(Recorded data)
⟨

//! In-memory transport for unit tests. Unregistered URLs answer 404.

use std::collections::HashMap;
use std::time::Duration;

use async_trait::async_trait;
use parking_lot::Mutex;
use serde_json::{json, Value};

use crate::error::DashboardError;
use crate::gateway::{Resource, ResourceTransport, TransportResponse};
use crate::risk::SOCIAL_RISK_ENDPOINT;

#[derive(Clone)]
enum Route {
    Respond { status: u16, body: Vec<u8> },
    NetworkError,
}

#[derive(Debug, Clone)]
pub struct RecordedCall {
    pub method: &'static str,
    pub url: String,
    pub body: Option<Value>,
}

#[derive(Default)]
pub struct FakeTransport {
    routes: Mutex<HashMap<String, Route>>,
    delays: Mutex<HashMap<String, Duration>>,
    calls: Mutex<Vec<RecordedCall>>,
}

impl FakeTransport {
    pub fn new() -> Self {
        Self::default()
    }

    pub fn respond_json(&self, url: &str, value: Value) {
        self.respond_raw(url, 200, value.to_string().as_bytes());
    }

    pub fn respond_status(&self, url: &str, status: u16) {
        self.respond_raw(url, status, br#"{"error":"stub"}"#);
    }

    pub fn respond_raw(&self, url: &str, status: u16, body: &[u8]) {
        self.routes.lock().insert(
            url.to_string(),
            Route::Respond {
                status,
                body: body.to_vec(),
            },
        );
    }

    pub fn fail_network(&self, url: &str) {
        self.routes.lock().insert(url.to_string(), Route::NetworkError);
    }

    pub fn delay(&self, url: &str, delay: Duration) {
        self.delays.lock().insert(url.to_string(), delay);
    }

    pub fn calls(&self) -> Vec<RecordedCall> {
        self.calls.lock().clone()
    }

    pub fn requested_urls(&self) -> Vec<String> {
        self.calls.lock().iter().map(|c| c.url.clone()).collect()
    }

    pub fn get_count(&self) -> usize {
        self.calls.lock().iter().filter(|c| c.method == "GET").count()
    }

    pub fn post_count(&self) -> usize {
        self.calls.lock().iter().filter(|c| c.method == "POST").count()
    }

    pub fn count_for(&self, url: &str) -> usize {
        self.calls.lock().iter().filter(|c| c.url == url).count()
    }

    async fn answer(
        &self,
        method: &'static str,
        url: &str,
        body: Option<Value>,
    ) -> Result<TransportResponse, DashboardError> {
        self.calls.lock().push(RecordedCall {
            method,
            url: url.to_string(),
            body,
        });

        let delay = self.delays.lock().get(url).copied();
        if let Some(d) = delay {
            tokio::time::sleep(d).await;
        }

        let route = self.routes.lock().get(url).cloned();
        match route {
            Some(Route::Respond { status, body }) => Ok(TransportResponse { status, body }),
            Some(Route::NetworkError) => {
                Err(DashboardError::Network(format!("connection refused: {}", url)))
            }
            None => Ok(TransportResponse {
                status: 404,
                body: br#"{"error":"not found"}"#.to_vec(),
            }),
        }
    }
}

#[async_trait]
impl ResourceTransport for FakeTransport {
    async fn get(&self, url: &str) -> Result<TransportResponse, DashboardError> {
        self.answer("GET", url, None).await
    }

    async fn post_json(
        &self,
        url: &str,
        body: &Value,
    ) -> Result<TransportResponse, DashboardError> {
        self.answer("POST", url, Some(body.clone())).await
    }
}

pub const PRIMARY: &str = "http://primary";
pub const FALLBACK: &str = "http://static";

pub fn primary_url(resource: Resource) -> String {
    format!("{}/api/data/{}", PRIMARY, resource.file_name())
}

/// Small but realistic payload for each snapshot resource.
pub fn sample_payload(resource: Resource) -> Value {
    match resource {
        Resource::StateData => json!([
            { "state": "Bihar", "total_enrolment": 120000, "total_demo_updates": 40000, "total_bio_updates": 25000, "total_updates": 65000 },
            { "state": "Kerala", "total_enrolment": 80000, "total_demo_updates": 30000, "total_bio_updates": 28000, "total_updates": 58000 },
            { "state": "Goa", "total_enrolment": 9000, "total_demo_updates": 3000, "total_bio_updates": 1000, "total_updates": 4000 }
        ]),
        Resource::StateFeatures => json!([{ "state": "Bihar", "growth_volatility": 0.4 }]),
        Resource::LifecycleInsights => json!({ "demographic_intensity": { "5": 0.2, "18": 0.9 } }),
        Resource::Forecasts => json!({
            "arima": { "forecast_values": [10.0, 12.0], "lower_bound": [8.0, 9.0], "upper_bound": [12.0, 15.0], "periods_ahead": 2 }
        }),
        Resource::Anomalies => json!({
            "ml_confirmed_anomalies": [
                { "state": "Bihar", "date": "2024-01-01", "anomaly_type": "Spike", "severity": "Critical", "confidence_score": 94.0, "center_id": "CTR-1" }
            ],
            "seasonal_anomalies": [
                { "region": "Kerala", "date": "2024-01-02", "anomaly_type": "Seasonal Deviation", "severity": "Medium" },
                { "state": "Bihar", "date": "2024-01-01", "anomaly_type": "Spike", "severity": "High" }
            ],
            "center_anomalies": [
                { "region": "Goa", "date": "2024-01-03", "anomaly_type": "High Bio-Failure Rate", "severity": "High", "center_id": "CTR-99" }
            ],
            "state_anomalies": [
                { "state": "Goa", "anomaly_type": "Low Biometric Updates", "severity": "High", "metric": "biometric_update_ratio", "value": 0.12 }
            ],
            "summary": { "total_anomalies": 4, "critical_count": 1, "high_count": 2 }
        }),
        Resource::Recommendations => json!({ "recommendations": [
            { "id": "R1", "priority": "High", "title": "Deploy mobile units", "state": "Bihar", "impact_score": 80 },
            { "id": "R2", "priority": "Critical", "title": "Audit CTR-99", "impact_score": 60 }
        ]}),
        Resource::Watchlist => json!({
            "CTR-7": { "timestamp": "2024-05-01 10:00:00", "action": "BLOCK", "reason": "Replay", "ml_confidence": 90.0, "persistence": "Permanent" }
        }),
        Resource::PeerBenchmarks => json!([
            { "state": "Kerala", "peer_group": 3, "performance_gap": -4.2, "peers": ["Tamil Nadu"] }
        ]),
        Resource::Translations(_) => json!({}),
    }
}

/// Social-risk endpoint rows: one per state, scores already numeric.
pub fn sample_social_risk() -> Value {
    json!([
        { "state": "Bihar", "district": "Patna", "integrated_risk_score": 72.5, "biometric_update_ratio": 0.12, "rural_population_percentage": 88.7 },
        { "state": "Kerala", "district": "Wayanad", "integrated_risk_score": 44.0, "biometric_update_ratio": 0.4, "rural_population_percentage": 52.3 },
        { "state": "Goa", "district": "North Goa", "integrated_risk_score": 12.0, "biometric_update_ratio": 0.31, "rural_population_percentage": 37.8 }
    ])
}

/// Register every snapshot resource at its primary URL, plus the
/// social-risk endpoint.
pub fn serve_snapshot(fake: &FakeTransport) {
    for resource in Resource::SNAPSHOT {
        fake.respond_json(&primary_url(resource), sample_payload(resource));
    }
    fake.respond_json(&format!("{}{}", PRIMARY, SOCIAL_RISK_ENDPOINT), sample_social_risk());
}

⟩

# [Problem statement]
Every record is to be written out verbatim.

# [Expected output]
//! In-memory transport for unit tests. Unregistered URLs answer 404.

use std::collections::HashMap;
use std::time::Duration;

use async_trait::async_trait;
use parking_lot::Mutex;
use serde_json::{json, Value};

use crate::error::DashboardError;
use crate::gateway::{Resource, ResourceTransport, TransportResponse};
use crate::risk::SOCIAL_RISK_ENDPOINT;

#[derive(Clone)]
enum Route {
    Respond { status: u16, body: Vec<u8> },
    NetworkError,
}

#[derive(Debug, Clone)]
pub struct RecordedCall {
    pub method: &'static str,
    pub url: String,
    pub body: Option<Value>,
}

#[derive(Default)]
pub struct FakeTransport {
    routes: Mutex<HashMap<String, Route>>,
    delays: Mutex<HashMap<String, Duration>>,
    calls: Mutex<Vec<RecordedCall>>,
}

impl FakeTransport {
    pub fn new() -> Self {
        Self::default()
    }

    pub fn respond_json(&self, url: &str, value: Value) {
        self.respond_raw(url, 200, value.to_string().as_bytes());
    }

    pub fn respond_status(&self, url: &str, status: u16) {
        self.respond_raw(url, status, br#"{"error":"stub"}"#);
    }

    pub fn respond_raw(&self, url: &str, status: u16, body: &[u8]) {
        self.routes.lock().insert(
            url.to_string(),
            Route::Respond {
                status,
                body: body.to_vec(),
            },
        );
    }

    pub fn fail_network(&self, url: &str) {
        self.routes.lock().insert(url.to_string(), Route::NetworkError);
    }

    pub fn delay(&self, url: &str, delay: Duration) {
        self.delays.lock().insert(url.to_string(), delay);
    }

    pub fn calls(&self) -> Vec<RecordedCall> {
        self.calls.lock().clone()
    }

    pub fn requested_urls(&self) -> Vec<String> {
        self.calls.lock().iter().map(|c| c.url.clone()).collect()
    }

    pub fn get_count(&self) -> usize {
        self.calls.lock().iter().filter(|c| c.method == "GET").count()
    }

    pub fn post_count(&self) -> usize {
        self.calls.lock().iter().filter(|c| c.method == "POST").count()
    }

    pub fn count_for(&self, url: &str) -> usize {
        self.calls.lock().iter().filter(|c| c.url == url).count()
    }

    async fn answer(
        &self,
        method: &'static str,
        url: &str,
        body: Option<Value>,
    ) -> Result<TransportResponse, DashboardError> {
        self.calls.lock().push(RecordedCall {
            method,
            url: url.to_string(),
            body,
        });

        let delay = self.delays.lock().get(url).copied();
        if let Some(d) = delay {
            tokio::time::sleep(d).await;
        }

        let route = self.routes.lock().get(url).cloned();
        match route {
            Some(Route::Respond { status, body }) => Ok(TransportResponse { status, body }),
            Some(Route::NetworkError) => {
                Err(DashboardError::Network(format!("connection refused: {}", url)))
            }
            None => Ok(TransportResponse {
                status: 404,
                body: br#"{"error":"not found"}"#.to_vec(),
            }),
        }
    }
}

#[async_trait]
impl ResourceTransport for FakeTransport {
    async fn get(&self, url: &str) -> Result<TransportResponse, DashboardError> {
        self.answer("GET", url, None).await
    }

    async fn post_json(
        &self,
        url: &str,
        body: &Value,
    ) -> Result<TransportResponse, DashboardError> {
        self.answer("POST", url, Some(body.clone())).await
    }
}

pub const PRIMARY: &str = "http://primary";
pub const FALLBACK: &str = "http://static";

pub fn primary_url(resource: Resource) -> String {
    format!("{}/api/data/{}", PRIMARY, resource.file_name())
}

/// Small but realistic payload for each snapshot resource.
pub fn sample_payload(resource: Resource) -> Value {
    match resource {
        Resource::StateData => json!([
            { "state": "Bihar", "total_enrolment": 120000, "total_demo_updates": 40000, "total_bio_updates": 25000, "total_updates": 65000 },
            { "state": "Kerala", "total_enrolment": 80000, "total_demo_updates": 30000, "total_bio_updates": 28000, "total_updates": 58000 },
            { "state": "Goa", "total_enrolment": 9000, "total_demo_updates": 3000, "total_bio_updates": 1000, "total_updates": 4000 }
        ]),
        Resource::StateFeatures => json!([{ "state": "Bihar", "growth_volatility": 0.4 }]),
        Resource::LifecycleInsights => json!({ "demographic_intensity": { "5": 0.2, "18": 0.9 } }),
        Resource::Forecasts => json!({
            "arima": { "forecast_values": [10.0, 12.0], "lower_bound": [8.0, 9.0], "upper_bound": [12.0, 15.0], "periods_ahead": 2 }
        }),
        Resource::Anomalies => json!({
            "ml_confirmed_anomalies": [
                { "state": "Bihar", "date": "2024-01-01", "anomaly_type": "Spike", "severity": "Critical", "confidence_score": 94.0, "center_id": "CTR-1" }
            ],
            "seasonal_anomalies": [
                { "region": "Kerala", "date": "2024-01-02", "anomaly_type": "Seasonal Deviation", "severity": "Medium" },
                { "state": "Bihar", "date": "2024-01-01", "anomaly_type": "Spike", "severity": "High" }
            ],
            "center_anomalies": [
                { "region": "Goa", "date": "2024-01-03", "anomaly_type": "High Bio-Failure Rate", "severity": "High", "center_id": "CTR-99" }
            ],
            "state_anomalies": [
                { "state": "Goa", "anomaly_type": "Low Biometric Updates", "severity": "High", "metric": "biometric_update_ratio", "value": 0.12 }
            ],
            "summary": { "total_anomalies": 4, "critical_count": 1, "high_count": 2 }
        }),
        Resource::Recommendations => json!({ "recommendations": [
            { "id": "R1", "priority": "High", "title": "Deploy mobile units", "state": "Bihar", "impact_score": 80 },
            { "id": "R2", "priority": "Critical", "title": "Audit CTR-99", "impact_score": 60 }
        ]}),
        Resource::Watchlist => json!({
            "CTR-7": { "timestamp": "2024-05-01 10:00:00", "action": "BLOCK", "reason": "Replay", "ml_confidence": 90.0, "persistence": "Permanent" }
        }),
        Resource::PeerBenchmarks => json!([
            { "state": "Kerala", "peer_group": 3, "performance_gap": -4.2, "peers": ["Tamil Nadu"] }
        ]),
        Resource::Translations(_) => json!({}),
    }
}

/// Social-risk endpoint rows: one per state, scores already numeric.
pub fn sample_social_risk() -> Value {
    json!([
        { "state": "Bihar", "district": "Patna", "integrated_risk_score": 72.5, "biometric_update_ratio": 0.12, "rural_population_percentage": 88.7 },
        { "state": "Kerala", "district": "Wayanad", "integrated_risk_score": 44.0, "biometric_update_ratio": 0.4, "rural_population_percentage": 52.3 },
        { "state": "Goa", "district": "North Goa", "integrated_risk_score": 12.0, "biometric_update_ratio": 0.31, "rural_population_percentage": 37.8 }
    ])
}

/// Register every snapshot resource at its primary URL, plus the
/// social-risk endpoint.
pub fn serve_snapshot(fake: &FakeTransport) {
    for resource in Resource::SNAPSHOT {
        fake.respond_json(&primary_url(resource), sample_payload(resource));
    }
    fake.respond_json(&format!("{}{}", PRIMARY, SOCIAL_RISK_ENDPOINT), sample_social_risk());
}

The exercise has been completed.